### ACTION ITEM
From the records below, determine the number of lines containing "AdFileNode". Output that number alone.

### PROVIDED DATA
━━━━━━
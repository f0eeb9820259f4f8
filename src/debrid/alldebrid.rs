use std::{net::IpAddr, time::Duration};

use async_trait::async_trait;
use serde::Deserialize;

use crate::{
    app_state::AppError,
    config::Settings,
    media::MediaKind,
    parser,
    torrent_item::{ProviderTag, StreamQuery},
    user_config::UserConfig,
};

use super::{AvailabilityResponse, DebridHttp, DebridProvider, ensure_proxied};

const BASE_URL: &str = "https://api.alldebrid.com/v4";
const AGENT: &str = "stream-relay";
const READY_WAIT: Duration = Duration::from_secs(30);
const READY_POLL_INTERVAL: Duration = Duration::from_secs(5);

#[derive(Debug)]
pub struct AllDebrid {
    http: &'static DebridHttp,
    token: String,
    no_cache_video_url: String,
}

impl AllDebrid {
    pub fn new(
        settings: &'static Settings,
        http: &'static DebridHttp,
        config: &UserConfig,
    ) -> Result<Self, AppError> {
        let token = match &settings.ad_unique_token {
            Some(token) => {
                ensure_proxied(settings, "AllDebrid")?;
                token.clone()
            }
            None => config
                .ad_token
                .clone()
                .ok_or_else(|| AppError::unauthorized("AllDebrid token is missing"))?,
        };
        Ok(Self {
            http,
            token,
            no_cache_video_url: settings.no_cache_video_url.clone(),
        })
    }

    fn url(&self, path: &str, ip: Option<IpAddr>) -> String {
        let mut url = format!("{BASE_URL}/{path}?agent={AGENT}");
        if let Some(ip) = ip {
            url.push_str(&format!("&ip={ip}"));
        }
        url
    }

    async fn upload_magnet(&self, magnet: &str, ip: Option<IpAddr>) -> Result<u64, AppError> {
        let response: AdResponse<AdUploadData> = self
            .http
            .json(
                self.http
                    .client()
                    .post(self.url("magnet/upload", ip))
                    .bearer_auth(&self.token)
                    .form(&[("magnets[]", magnet)]),
            )
            .await?;
        let data = response.into_data("magnet upload")?;
        data.magnets
            .first()
            .map(|magnet| magnet.id)
            .ok_or_else(|| AppError::internal_error("AllDebrid accepted no magnet"))
    }

    async fn upload_torrent_file(
        &self,
        torrent_url: &str,
        ip: Option<IpAddr>,
    ) -> Result<u64, AppError> {
        let body = self.http.download_torrent_file(torrent_url).await?;
        let part = reqwest::multipart::Part::bytes(body.to_vec())
            .file_name(format!("{}.torrent", uuid::Uuid::new_v4()))
            .mime_str("application/x-bittorrent")
            .map_err(anyhow::Error::from)?;
        let form = reqwest::multipart::Form::new().part("files[]", part);
        let response: AdResponse<AdUploadFileData> = self
            .http
            .json(
                self.http
                    .client()
                    .post(self.url("magnet/upload/file", ip))
                    .bearer_auth(&self.token)
                    .multipart(form),
            )
            .await?;
        let data = response.into_data("torrent upload")?;
        data.files
            .first()
            .map(|file| file.id)
            .ok_or_else(|| AppError::internal_error("AllDebrid accepted no torrent file"))
    }

    async fn magnet_status(&self, magnet_id: u64, ip: Option<IpAddr>) -> Result<AdMagnetStatus, AppError> {
        let url = format!("{}&id={magnet_id}", self.url("magnet/status", ip));
        let response: AdResponse<AdStatusData> = self
            .http
            .json(self.http.client().get(url).bearer_auth(&self.token))
            .await?;
        Ok(response.into_data("magnet status")?.magnets)
    }

    async fn unlock(&self, link: &str, ip: Option<IpAddr>) -> Result<String, AppError> {
        let url = format!(
            "{}&link={}",
            self.url("link/unlock", ip),
            urlencode(link)
        );
        let response: AdResponse<AdUnlockData> = self
            .http
            .json(self.http.client().get(url).bearer_auth(&self.token))
            .await?;
        Ok(response.into_data("link unlock")?.link)
    }

    async fn add_magnet_or_torrent(
        &self,
        query: &StreamQuery,
        ip: Option<IpAddr>,
    ) -> Result<u64, AppError> {
        match &query.torrent_download {
            Some(torrent_url) => {
                tracing::info!("AllDebrid: uploading torrent file");
                self.upload_torrent_file(torrent_url, ip).await
            }
            None => {
                let magnet = query
                    .magnet
                    .as_deref()
                    .ok_or_else(|| AppError::bad_request("query carries no magnet"))?;
                tracing::info!("AllDebrid: adding magnet");
                self.upload_magnet(magnet, ip).await
            }
        }
    }

    async fn wait_until_ready(&self, magnet_id: u64, ip: Option<IpAddr>) -> Result<bool, AppError> {
        let deadline = tokio::time::Instant::now() + READY_WAIT;
        loop {
            let status = self.magnet_status(magnet_id, ip).await?;
            if status.status == "Ready" {
                return Ok(true);
            }
            if tokio::time::Instant::now() >= deadline {
                return Ok(false);
            }
            tokio::time::sleep(READY_POLL_INTERVAL).await;
        }
    }
}

#[async_trait]
impl DebridProvider for AllDebrid {
    fn tag(&self) -> ProviderTag {
        ProviderTag::AllDebrid
    }

    async fn bulk_availability(
        &self,
        hashes: &[String],
        ip: Option<IpAddr>,
    ) -> Result<AvailabilityResponse, AppError> {
        if hashes.is_empty() {
            return Ok(AvailabilityResponse::AllDebrid(Vec::new()));
        }
        let pairs: Vec<(&str, &str)> = hashes
            .iter()
            .map(|hash| ("magnets[]", hash.as_str()))
            .collect();
        let response: AdResponse<AdInstantData> = self
            .http
            .json(
                self.http
                    .client()
                    .post(self.url("magnet/instant", ip))
                    .bearer_auth(&self.token)
                    .form(&pairs),
            )
            .await?;
        Ok(AvailabilityResponse::AllDebrid(
            response.into_data("instant availability")?.magnets,
        ))
    }

    async fn add_magnet_or_torrent_and_select(
        &self,
        query: &StreamQuery,
        ip: Option<IpAddr>,
    ) -> Result<(), AppError> {
        // AllDebrid fetches every file of a magnet; there is no selection
        // step to perform.
        self.add_magnet_or_torrent(query, ip).await.map(|_| ())
    }

    async fn get_stream_link(
        &self,
        query: &StreamQuery,
        ip: Option<IpAddr>,
    ) -> Result<String, AppError> {
        let magnet_id = self.add_magnet_or_torrent(query, ip).await?;
        tracing::info!(magnet_id, "AllDebrid: waiting for the magnet to be ready");
        if !self.wait_until_ready(magnet_id, ip).await? {
            tracing::warn!("AllDebrid: magnet not ready, caching in progress");
            return Ok(self.no_cache_video_url.clone());
        }
        let status = self.magnet_status(magnet_id, ip).await?;

        let link = match query.kind {
            MediaKind::Movie => status
                .links
                .iter()
                .max_by_key(|link| link.size)
                .map(|link| link.link.clone()),
            MediaKind::Series => {
                let (season, episode) = match (query.season_number(), query.episode_number()) {
                    (Some(season), Some(episode)) => (season, episode),
                    _ => return Err(AppError::bad_request("series query without season/episode")),
                };
                let matching: Vec<&AdLink> = status
                    .links
                    .iter()
                    .filter(|link| {
                        parser::season_episode_in_filename(&link.filename, season, episode)
                    })
                    .collect();
                if matching.is_empty() {
                    return Err(AppError::not_found(format!(
                        "no file for S{season:02}E{episode:02} in the torrent"
                    )));
                }
                matching
                    .into_iter()
                    .max_by_key(|link| link.size)
                    .map(|link| link.link.clone())
            }
        };
        let Some(link) = link else {
            tracing::warn!("AllDebrid: magnet is ready but has no links");
            return Ok(self.no_cache_video_url.clone());
        };
        let unlocked = self.unlock(&link, ip).await?;
        tracing::info!("AllDebrid: unrestricted link ready");
        Ok(unlocked)
    }
}

fn urlencode(value: &str) -> String {
    let mut encoded = String::with_capacity(value.len());
    for byte in value.bytes() {
        match byte {
            b'A'..=b'Z' | b'a'..=b'z' | b'0'..=b'9' | b'-' | b'_' | b'.' | b'~' => {
                encoded.push(byte as char)
            }
            byte => encoded.push_str(&format!("%{byte:02X}")),
        }
    }
    encoded
}

#[derive(Debug, Deserialize)]
struct AdResponse<T> {
    #[serde(default)]
    status: String,
    data: Option<T>,
}

impl<T> AdResponse<T> {
    fn into_data(self, operation: &str) -> Result<T, AppError> {
        if self.status != "success" {
            return Err(AppError::internal_error(format!(
                "AllDebrid {operation} failed with status {}",
                self.status
            )));
        }
        self.data
            .ok_or_else(|| AppError::internal_error(format!("AllDebrid {operation} had no data")))
    }
}

#[derive(Debug, Deserialize)]
struct AdUploadData {
    #[serde(default)]
    magnets: Vec<AdUploadedMagnet>,
}

#[derive(Debug, Deserialize)]
struct AdUploadedMagnet {
    id: u64,
}

#[derive(Debug, Deserialize)]
struct AdUploadFileData {
    #[serde(default)]
    files: Vec<AdUploadedMagnet>,
}

#[derive(Debug, Deserialize)]
struct AdStatusData {
    magnets: AdMagnetStatus,
}

#[derive(Debug, Deserialize)]
pub struct AdMagnetStatus {
    #[serde(default)]
    pub status: String,
    #[serde(default)]
    pub links: Vec<AdLink>,
}

#[derive(Debug, Deserialize)]
pub struct AdLink {
    #[serde(default)]
    pub link: String,
    #[serde(default)]
    pub filename: String,
    #[serde(default)]
    pub size: u64,
}

#[derive(Debug, Deserialize)]
struct AdUnlockData {
    #[serde(default)]
    link: String,
}

#[derive(Debug, Deserialize)]
struct AdInstantData {
    #[serde(default)]
    magnets: Vec<AdMagnet>,
}

/// One magnet's entry in the instant-availability manifest. `files` is a
/// folder tree: entries with `e` children are folders.
#[derive(Debug, Clone, Deserialize)]
pub struct AdMagnet {
    #[serde(default)]
    pub hash: String,
    #[serde(default)]
    pub instant: bool,
    #[serde(default)]
    pub files: Vec<AdFileNode>,
}

#[derive(Debug, Clone, Deserialize)]
pub struct AdFileNode {
    /// File or folder name.
    #[serde(default)]
    pub n: String,
    /// File size; absent on folders.
    #[serde(default)]
    pub s: Option<u64>,
    /// Folder children.
    #[serde(default)]
    pub e: Option<Vec<AdFileNode>>,
}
━━━━━━
### TASK RESPONSE
3